Data:
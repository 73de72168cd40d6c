use axum::extract::{Path, State};
use axum::http::StatusCode;
use axum::response::IntoResponse;
use axum::routing::{delete, get, post};
use axum::{Json, Router};
use chrono::Utc;
use sea_orm::ActiveValue::Set;
use sea_orm::{
    ActiveModelTrait, ColumnTrait, Condition, DatabaseConnection, EntityTrait, ModelTrait,
    QueryFilter,
};
use serde::{Deserialize, Serialize};
use uuid::Uuid;

use crate::auth::middleware::AuthUser;
use crate::entities::status::FriendStatus;
use crate::entities::{friend_relation, user};
use crate::error::AppError;
use crate::state::AppState;

// ─────────────────────────────────────────────────────────────────────────────
// Router
// ─────────────────────────────────────────────────────────────────────────────

/// Build the friends route group: `/friends/...`
pub fn router() -> Router<AppState> {
    Router::new()
        .route("/", get(list_friends))
        .route("/requests", get(list_requests).post(send_request))
        .route("/requests/{id}/accept", post(accept_request))
        .route("/requests/{id}/reject", post(reject_request))
        .route("/{user_id}", delete(remove_friend))
}

// ─────────────────────────────────────────────────────────────────────────────
// DTOs
// ─────────────────────────────────────────────────────────────────────────────

#[derive(Deserialize)]
#[serde(rename_all = "camelCase")]
struct SendRequestBody {
    user_id: Uuid,
}

#[derive(Serialize)]
#[serde(rename_all = "camelCase")]
struct FriendResponse {
    relation_id: Uuid,
    user: FriendUserInfo,
    status: String,
    since: String,
}

#[derive(Serialize)]
#[serde(rename_all = "camelCase")]
struct FriendUserInfo {
    id: Uuid,
    username: String,
    display_name: Option<String>,
}

#[derive(Serialize)]
pub struct MessageResponse {
    pub message: String,
}

// ─────────────────────────────────────────────────────────────────────────────
// Helpers
// ─────────────────────────────────────────────────────────────────────────────

/// Find the relation covering the unordered (a, b) pair, if any.
async fn find_pair(
    db: &DatabaseConnection,
    a: Uuid,
    b: Uuid,
) -> Result<Option<friend_relation::Model>, AppError> {
    let relation = friend_relation::Entity::find()
        .filter(
            Condition::any()
                .add(
                    Condition::all()
                        .add(friend_relation::Column::RequesterId.eq(a))
                        .add(friend_relation::Column::RecipientId.eq(b)),
                )
                .add(
                    Condition::all()
                        .add(friend_relation::Column::RequesterId.eq(b))
                        .add(friend_relation::Column::RecipientId.eq(a)),
                ),
        )
        .one(db)
        .await?;
    Ok(relation)
}

/// Resolve the "other side" users of a batch of relations in one query.
async fn friend_responses(
    db: &DatabaseConnection,
    me: Uuid,
    relations: Vec<friend_relation::Model>,
) -> Result<Vec<FriendResponse>, AppError> {
    let other_ids: Vec<Uuid> = relations
        .iter()
        .map(|r| {
            if r.requester_id == me {
                r.recipient_id
            } else {
                r.requester_id
            }
        })
        .collect();

    let users = user::Entity::find()
        .filter(user::Column::Id.is_in(other_ids))
        .all(db)
        .await?;

    Ok(relations
        .into_iter()
        .filter_map(|r| {
            let other_id = if r.requester_id == me {
                r.recipient_id
            } else {
                r.requester_id
            };
            users.iter().find(|u| u.id == other_id).map(|u| FriendResponse {
                relation_id: r.id,
                user: FriendUserInfo {
                    id: u.id,
                    username: u.username.clone(),
                    display_name: u.display_name.clone(),
                },
                status: r.status.clone(),
                since: r.created_at.to_rfc3339(),
            })
        })
        .collect())
}

// ─────────────────────────────────────────────────────────────────────────────
// Handlers
// ─────────────────────────────────────────────────────────────────────────────

/// `POST /api/v1/friends/requests` — send a friend request.
async fn send_request(
    State(state): State<AppState>,
    AuthUser(me): AuthUser,
    Json(body): Json<SendRequestBody>,
) -> Result<impl IntoResponse, AppError> {
    if body.user_id == me.id {
        return Err(AppError::BadRequest(
            "Cannot send a friend request to yourself.".to_string(),
        ));
    }

    let recipient = user::Entity::find_by_id(body.user_id)
        .one(&state.db)
        .await?
        .ok_or_else(|| AppError::NotFound("User not found.".to_string()))?;

    // Uniqueness over the unordered pair.
    if find_pair(&state.db, me.id, recipient.id).await?.is_some() {
        return Err(AppError::Conflict(
            "A friend relation already exists with this user.".to_string(),
        ));
    }

    let relation = friend_relation::ActiveModel {
        id: Set(Uuid::new_v4()),
        requester_id: Set(me.id),
        recipient_id: Set(recipient.id),
        status: Set(FriendStatus::Pending.as_str().to_string()),
        created_at: Set(Utc::now().fixed_offset()),
    };
    let relation = relation.insert(&state.db).await?;

    let responses = friend_responses(&state.db, me.id, vec![relation]).await?;
    let response = responses
        .into_iter()
        .next()
        .ok_or_else(|| AppError::Internal(anyhow::anyhow!("Relation without counterpart user")))?;

    Ok((StatusCode::CREATED, Json(response)))
}

/// `GET /api/v1/friends` — approved friends of the acting user.
async fn list_friends(
    State(state): State<AppState>,
    AuthUser(me): AuthUser,
) -> Result<Json<Vec<FriendResponse>>, AppError> {
    let relations = friend_relation::Entity::find()
        .filter(
            Condition::any()
                .add(friend_relation::Column::RequesterId.eq(me.id))
                .add(friend_relation::Column::RecipientId.eq(me.id)),
        )
        .filter(friend_relation::Column::Status.eq(FriendStatus::Approved.as_str()))
        .all(&state.db)
        .await?;

    Ok(Json(friend_responses(&state.db, me.id, relations).await?))
}

/// `GET /api/v1/friends/requests` — pending requests addressed to the acting user.
async fn list_requests(
    State(state): State<AppState>,
    AuthUser(me): AuthUser,
) -> Result<Json<Vec<FriendResponse>>, AppError> {
    let relations = friend_relation::Entity::find()
        .filter(friend_relation::Column::RecipientId.eq(me.id))
        .filter(friend_relation::Column::Status.eq(FriendStatus::Pending.as_str()))
        .all(&state.db)
        .await?;

    Ok(Json(friend_responses(&state.db, me.id, relations).await?))
}

/// `POST /api/v1/friends/requests/:id/accept` — recipient approves.
async fn accept_request(
    State(state): State<AppState>,
    AuthUser(me): AuthUser,
    Path(id): Path<Uuid>,
) -> Result<Json<MessageResponse>, AppError> {
    let relation = friend_relation::Entity::find_by_id(id)
        .one(&state.db)
        .await?
        .ok_or_else(|| AppError::NotFound("Friend request not found.".to_string()))?;

    if relation.recipient_id != me.id {
        return Err(AppError::Forbidden(
            "Only the recipient may accept a friend request.".to_string(),
        ));
    }
    if relation.status != FriendStatus::Pending.as_str() {
        return Err(AppError::Conflict("Request is not pending.".to_string()));
    }

    let mut active: friend_relation::ActiveModel = relation.into();
    active.status = Set(FriendStatus::Approved.as_str().to_string());
    active.update(&state.db).await?;

    Ok(Json(MessageResponse {
        message: "Friend request accepted.".to_string(),
    }))
}

/// `POST /api/v1/friends/requests/:id/reject` — recipient rejects.
///
/// Rejection deletes the row, so the pair may re-request later; no rejected
/// history is kept.
async fn reject_request(
    State(state): State<AppState>,
    AuthUser(me): AuthUser,
    Path(id): Path<Uuid>,
) -> Result<Json<MessageResponse>, AppError> {
    let relation = friend_relation::Entity::find_by_id(id)
        .one(&state.db)
        .await?
        .ok_or_else(|| AppError::NotFound("Friend request not found.".to_string()))?;

    if relation.recipient_id != me.id {
        return Err(AppError::Forbidden(
            "Only the recipient may reject a friend request.".to_string(),
        ));
    }

    relation.delete(&state.db).await?;

    Ok(Json(MessageResponse {
        message: "Friend request rejected.".to_string(),
    }))
}

/// `DELETE /api/v1/friends/:user_id` — remove the relation with a user.
async fn remove_friend(
    State(state): State<AppState>,
    AuthUser(me): AuthUser,
    Path(user_id): Path<Uuid>,
) -> Result<Json<MessageResponse>, AppError> {
    let relation = find_pair(&state.db, me.id, user_id)
        .await?
        .ok_or_else(|| AppError::NotFound("No friend relation with this user.".to_string()))?;

    relation.delete(&state.db).await?;

    Ok(Json(MessageResponse {
        message: "Friend removed.".to_string(),
    }))
}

Aim of the task: The first line of the listing above through the line containing "use uuid::Uuid;": print exactly that, both ends included.

Answer area:
repository 73de72168cd40d6c
use axum::extract::{Path, State};
use axum::http::StatusCode;
use axum::response::IntoResponse;
use axum::routing::{delete, get, post};
use axum::{Json, Router};
use chrono::Utc;
use sea_orm::ActiveValue::Set;
use sea_orm::{
    ActiveModelTrait, ColumnTrait, Condition, DatabaseConnection, EntityTrait, ModelTrait,
    QueryFilter,
};
use serde::{Deserialize, Serialize};
use uuid::Uuid;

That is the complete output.